# [ivtv] Un moyen propre de regarder la TV? (résolu)

## Adrien

Bonjour!!   :Smile:   Oula ça faisait longtemps que j'avais pas mis les pieds ici!! 

Bon je viens vous demander quelques conseils, à vot' bon coeur.

Je possède une carte TV Hauppauge PVR-150, qui fonctionne avec le module ivtv.

J'ai tout installé proprement, et tout semble bien fonctionner, la carte est détectée et tout ça.

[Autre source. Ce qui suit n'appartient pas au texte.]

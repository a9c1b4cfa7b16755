use std::collections::HashSet;

use super::types::{InputEvent, Key, MouseButton};

/// Per-frame input deltas.
///
/// `InputState` provides the current state (held keys/buttons, pointer position).
/// `InputFrame` provides events and transitions for the current frame.
#[derive(Debug, Default)]
pub struct InputFrame {
    /// Raw events in arrival order.
    pub events: Vec<InputEvent>,

    /// Keys pressed this frame. Repeats are not included.
    pub keys_pressed: HashSet<Key>,

    /// Keys re-sent by key repeat this frame.
    pub keys_repeated: HashSet<Key>,

    pub keys_released: HashSet<Key>,

    pub buttons_pressed: HashSet<MouseButton>,

    pub buttons_released: HashSet<MouseButton>,

    /// Pointer movement accumulated over the frame, logical pixels.
    pub pointer_delta: (f32, f32),

    /// Vertical wheel movement accumulated over the frame, in lines.
    pub wheel_lines: f32,
}

impl InputFrame {
    pub fn clear(&mut self) {
        self.events.clear();
        self.keys_pressed.clear();
        self.keys_repeated.clear();
        self.keys_released.clear();
        self.buttons_pressed.clear();
        self.buttons_released.clear();
        self.pointer_delta = (0.0, 0.0);
        self.wheel_lines = 0.0;
    }

    pub fn push_event(&mut self, ev: InputEvent) {
        self.events.push(ev);
    }

    /// Pressed this frame, or repeating while held.
    pub fn key_triggered(&self, key: Key) -> bool {
        self.keys_pressed.contains(&key) || self.keys_repeated.contains(&key)
    }
}
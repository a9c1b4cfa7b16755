//! Logging utilities.
//!
//! Centralizes logger initialization. Everything else logs through the `log`
//! facade; `env_logger` is the only backend.

mod init;

pub use init::{init_logging, LoggingConfig, DEFAULT_FILTER};
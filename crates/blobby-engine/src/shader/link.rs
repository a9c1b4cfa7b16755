use std::collections::BTreeMap;

use super::compile::{CompiledStage, ReflectedBinding};
use super::error::ShaderError;
use super::stage::StageKind;

/// Binding location of a named global.
#[derive(Debug, Copy, Clone, Eq, PartialEq, Hash)]
pub struct Location {
    pub group: u32,
    pub binding: u32,
}

/// Stages that passed the cross-stage checks, with their merged interface.
#[derive(Debug, Clone)]
pub struct LinkedStages {
    pub vertex: CompiledStage,
    pub fragment: Option<CompiledStage>,
    /// Union of the stages' bindings, sorted by (group, binding).
    pub bindings: Vec<ReflectedBinding>,
}

impl LinkedStages {
    pub fn location(&self, name: &str) -> Option<Location> {
        self.bindings
            .iter()
            .find(|b| b.name == name)
            .map(|b| Location {
                group: b.group,
                binding: b.binding,
            })
    }
}

/// Cross-stage checks: exactly one vertex stage, at most one fragment stage,
/// every fragment input fed by a vertex output of the same type, and no two
/// stages disagreeing on what sits at a binding. Only group 0 is supported.
pub fn link_stages(program: &str, stages: Vec<CompiledStage>) -> Result<LinkedStages, ShaderError> {
    let fail = |reason: String| ShaderError::Link {
        program: program.to_string(),
        reason,
    };

    let mut vertex = None;
    let mut fragment = None;
    for stage in stages {
        let slot = match stage.kind {
            StageKind::Vertex => &mut vertex,
            StageKind::Fragment => &mut fragment,
        };
        if slot.is_some() {
            return Err(fail(format!("more than one {:?} stage", stage.kind)));
        }
        *slot = Some(stage);
    }

    let Some(vertex) = vertex else {
        return Err(fail("no vertex stage".into()));
    };

    if let Some(fragment) = &fragment {
        for (location, ty) in &fragment.inputs {
            match vertex.outputs.get(location) {
                None => {
                    return Err(fail(format!(
                        "fragment input @location({location}) has no matching vertex output"
                    )));
                }
                Some(out) if out != ty => {
                    return Err(fail(format!(
                        "@location({location}) is {out:?} in the vertex stage but {ty:?} in the fragment stage"
                    )));
                }
                Some(_) => {}
            }
        }
    }

    let mut merged: BTreeMap<(u32, u32), ReflectedBinding> = BTreeMap::new();
    for b in vertex.bindings.iter().chain(fragment.iter().flat_map(|f| f.bindings.iter())) {
        if b.group != 0 {
            return Err(fail(format!("`{}` uses bind group {}; only group 0 is supported", b.name, b.group)));
        }

        match merged.get_mut(&(b.group, b.binding)) {
            Some(existing) => {
                if existing.name != b.name || existing.kind != b.kind {
                    return Err(fail(format!(
                        "binding {} is `{}` ({:?}) in one stage and `{}` ({:?}) in another",
                        b.binding, existing.name, existing.kind, b.name, b.kind
                    )));
                }
                existing.visibility |= b.visibility;
            }
            None => {
                if let Some(other) = merged.values().find(|m| m.name == b.name) {
                    return Err(fail(format!(
                        "`{}` is bound at both {} and {}",
                        b.name, other.binding, b.binding
                    )));
                }
                merged.insert((b.group, b.binding), b.clone());
            }
        }
    }

    Ok(LinkedStages {
        vertex,
        fragment,
        bindings: merged.into_values().collect(),
    })
}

J'ai installé le paquet ivtv et y'a là-dedans ivtv-tune qui me permet de règler la fréquence, chaîne et tout un tas d'autres choses mais voilà, j'en viens à mes questions:

1- Y'a-t-il un moyen plus pratique/convivial pour détecter les chaînes? 

Edit: je crois avoir trouvé tout seul la réponse à la première question, ici

2- Y'a-t-il un moyen plus pratique/convivial que de faire un mplayer /dev/video0 pour regarder la TV?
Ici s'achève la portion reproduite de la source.